_Supplied information_.
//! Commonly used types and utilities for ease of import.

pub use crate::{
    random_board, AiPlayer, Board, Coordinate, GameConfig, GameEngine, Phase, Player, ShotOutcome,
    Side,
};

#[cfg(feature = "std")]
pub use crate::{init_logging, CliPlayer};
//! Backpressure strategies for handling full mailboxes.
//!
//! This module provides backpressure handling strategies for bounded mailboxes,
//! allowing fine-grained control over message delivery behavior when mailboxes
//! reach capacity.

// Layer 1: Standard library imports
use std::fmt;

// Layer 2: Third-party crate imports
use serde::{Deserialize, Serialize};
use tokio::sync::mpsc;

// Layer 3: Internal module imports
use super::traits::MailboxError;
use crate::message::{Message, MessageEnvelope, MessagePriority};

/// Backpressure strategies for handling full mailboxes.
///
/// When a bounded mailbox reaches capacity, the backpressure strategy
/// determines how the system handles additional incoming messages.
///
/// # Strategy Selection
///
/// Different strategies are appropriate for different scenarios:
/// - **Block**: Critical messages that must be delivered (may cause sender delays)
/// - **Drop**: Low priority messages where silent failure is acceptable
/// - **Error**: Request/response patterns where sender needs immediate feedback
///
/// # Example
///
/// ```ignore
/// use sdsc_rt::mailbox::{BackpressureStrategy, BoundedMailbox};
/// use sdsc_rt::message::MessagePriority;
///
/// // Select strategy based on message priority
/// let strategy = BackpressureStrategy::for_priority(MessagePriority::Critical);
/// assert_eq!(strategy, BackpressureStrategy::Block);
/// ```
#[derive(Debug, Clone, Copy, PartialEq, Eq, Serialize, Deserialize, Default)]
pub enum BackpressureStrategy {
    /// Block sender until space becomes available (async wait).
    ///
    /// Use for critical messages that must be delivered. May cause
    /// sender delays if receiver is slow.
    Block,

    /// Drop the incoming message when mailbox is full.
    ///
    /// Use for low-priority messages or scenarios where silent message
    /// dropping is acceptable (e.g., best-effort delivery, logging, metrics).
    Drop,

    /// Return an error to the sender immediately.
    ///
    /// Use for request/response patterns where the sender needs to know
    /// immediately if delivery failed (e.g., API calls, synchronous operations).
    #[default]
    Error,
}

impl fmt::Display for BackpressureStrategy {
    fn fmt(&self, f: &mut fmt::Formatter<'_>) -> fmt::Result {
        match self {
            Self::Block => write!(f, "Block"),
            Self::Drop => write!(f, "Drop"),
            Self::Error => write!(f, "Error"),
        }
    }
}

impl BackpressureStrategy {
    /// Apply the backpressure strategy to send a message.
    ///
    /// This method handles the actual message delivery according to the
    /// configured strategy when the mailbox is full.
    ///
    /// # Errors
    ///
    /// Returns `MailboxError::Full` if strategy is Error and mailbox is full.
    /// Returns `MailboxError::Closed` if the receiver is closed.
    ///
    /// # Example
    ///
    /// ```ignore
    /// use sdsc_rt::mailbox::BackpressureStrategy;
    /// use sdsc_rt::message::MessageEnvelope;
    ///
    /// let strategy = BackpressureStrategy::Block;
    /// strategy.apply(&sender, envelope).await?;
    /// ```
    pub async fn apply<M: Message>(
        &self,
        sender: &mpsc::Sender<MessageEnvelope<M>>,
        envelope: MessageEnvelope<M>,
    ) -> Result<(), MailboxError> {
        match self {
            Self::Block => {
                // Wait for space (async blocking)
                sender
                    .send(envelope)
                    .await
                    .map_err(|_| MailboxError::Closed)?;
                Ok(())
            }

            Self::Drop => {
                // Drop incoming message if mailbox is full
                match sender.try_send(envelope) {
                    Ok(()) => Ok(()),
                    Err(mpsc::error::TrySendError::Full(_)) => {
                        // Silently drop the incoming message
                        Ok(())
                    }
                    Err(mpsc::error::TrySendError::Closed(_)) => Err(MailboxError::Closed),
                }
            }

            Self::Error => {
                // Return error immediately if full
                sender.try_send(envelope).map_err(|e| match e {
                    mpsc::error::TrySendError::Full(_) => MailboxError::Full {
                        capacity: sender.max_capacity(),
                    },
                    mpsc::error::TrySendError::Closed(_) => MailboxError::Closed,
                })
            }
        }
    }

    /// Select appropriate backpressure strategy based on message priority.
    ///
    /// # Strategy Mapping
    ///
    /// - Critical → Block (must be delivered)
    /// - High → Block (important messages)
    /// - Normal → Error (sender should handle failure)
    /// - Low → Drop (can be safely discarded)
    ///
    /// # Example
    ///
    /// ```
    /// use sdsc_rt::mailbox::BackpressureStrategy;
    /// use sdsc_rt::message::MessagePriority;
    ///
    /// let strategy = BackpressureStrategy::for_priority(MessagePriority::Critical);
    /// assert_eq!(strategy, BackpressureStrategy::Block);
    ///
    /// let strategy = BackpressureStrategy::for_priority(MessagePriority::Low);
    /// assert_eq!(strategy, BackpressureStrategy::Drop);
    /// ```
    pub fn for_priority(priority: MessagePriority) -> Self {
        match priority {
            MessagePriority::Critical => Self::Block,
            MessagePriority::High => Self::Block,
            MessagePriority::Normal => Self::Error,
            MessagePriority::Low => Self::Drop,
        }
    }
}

--

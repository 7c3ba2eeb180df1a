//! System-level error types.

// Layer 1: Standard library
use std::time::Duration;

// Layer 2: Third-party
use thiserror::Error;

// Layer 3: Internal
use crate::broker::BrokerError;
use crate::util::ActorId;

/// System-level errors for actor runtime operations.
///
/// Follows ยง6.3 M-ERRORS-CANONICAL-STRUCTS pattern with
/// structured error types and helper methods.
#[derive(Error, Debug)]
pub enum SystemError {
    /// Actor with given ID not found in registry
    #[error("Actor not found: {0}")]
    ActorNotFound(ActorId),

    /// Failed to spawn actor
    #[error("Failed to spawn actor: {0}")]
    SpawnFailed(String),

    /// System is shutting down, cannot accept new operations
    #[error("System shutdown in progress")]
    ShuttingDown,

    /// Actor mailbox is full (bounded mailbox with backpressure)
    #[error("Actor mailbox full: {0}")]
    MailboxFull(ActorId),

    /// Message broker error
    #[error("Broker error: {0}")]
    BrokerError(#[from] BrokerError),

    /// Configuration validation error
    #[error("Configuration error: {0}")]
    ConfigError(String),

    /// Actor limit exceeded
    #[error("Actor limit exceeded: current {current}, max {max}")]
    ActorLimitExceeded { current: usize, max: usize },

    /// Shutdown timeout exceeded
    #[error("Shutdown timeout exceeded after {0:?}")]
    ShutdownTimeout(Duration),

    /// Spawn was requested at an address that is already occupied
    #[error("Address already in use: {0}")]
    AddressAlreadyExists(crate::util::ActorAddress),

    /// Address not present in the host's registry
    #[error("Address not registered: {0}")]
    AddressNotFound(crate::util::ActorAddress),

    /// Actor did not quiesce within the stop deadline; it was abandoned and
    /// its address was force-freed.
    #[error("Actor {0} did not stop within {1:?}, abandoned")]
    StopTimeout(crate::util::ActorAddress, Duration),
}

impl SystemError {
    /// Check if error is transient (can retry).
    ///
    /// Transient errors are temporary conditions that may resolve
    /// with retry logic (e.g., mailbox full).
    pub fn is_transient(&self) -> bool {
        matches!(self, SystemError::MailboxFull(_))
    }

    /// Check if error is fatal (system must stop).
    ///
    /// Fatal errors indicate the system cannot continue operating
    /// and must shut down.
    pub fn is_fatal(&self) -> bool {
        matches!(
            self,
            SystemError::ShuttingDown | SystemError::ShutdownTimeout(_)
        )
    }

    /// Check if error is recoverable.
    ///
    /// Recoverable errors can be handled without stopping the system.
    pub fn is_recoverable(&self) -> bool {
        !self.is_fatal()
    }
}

_Problem to solve_. Copy out only the lines above from the one with "ease of import." to the one with "Internal module imports", inclusive, exactly as they stand.

_Response to the exercise_.
//! Commonly used types and utilities for ease of import.

pub use crate::{
    random_board, AiPlayer, Board, Coordinate, GameConfig, GameEngine, Phase, Player, ShotOutcome,
    Side,
};

#[cfg(feature = "std")]
pub use crate::{init_logging, CliPlayer};
//! Backpressure strategies for handling full mailboxes.
//!
//! This module provides backpressure handling strategies for bounded mailboxes,
//! allowing fine-grained control over message delivery behavior when mailboxes
//! reach capacity.

// Layer 1: Standard library imports
use std::fmt;

// Layer 2: Third-party crate imports
use serde::{Deserialize, Serialize};
use tokio::sync::mpsc;

// Layer 3: Internal module imports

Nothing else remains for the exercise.